# Information provided
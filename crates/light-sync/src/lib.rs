//! Decentralised blink synchronisation.
//!
//! Every [`Light`] runs its own loop on a dedicated thread and talks to its
//! peers only through the shared `sync` topic of a [`signal_bus::Bus`]. A light
//! that hears no heartbeat for half a period (plus a little random jitter)
//! elects itself master and starts heartbeating; a master that hears somebody
//! else's heartbeat steps down again.

pub mod config;
pub mod error;
pub mod factory;
pub mod fleet;
pub mod id;
mod latch;
pub mod light;
pub mod topics;

pub use config::{ConfigError, LightConfig};
pub use error::LightError;
pub use factory::LightFactory;
pub use fleet::Fleet;
pub use id::{IdAllocator, LightId};
pub use light::{Light, Phase, Role};
pub use topics::{LightSignal, SharedBus};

# Task prompt
Copy every line in the records above that contains the word "topics".

# Written answer
pub mod topics;
pub use topics::{LightSignal, SharedBus};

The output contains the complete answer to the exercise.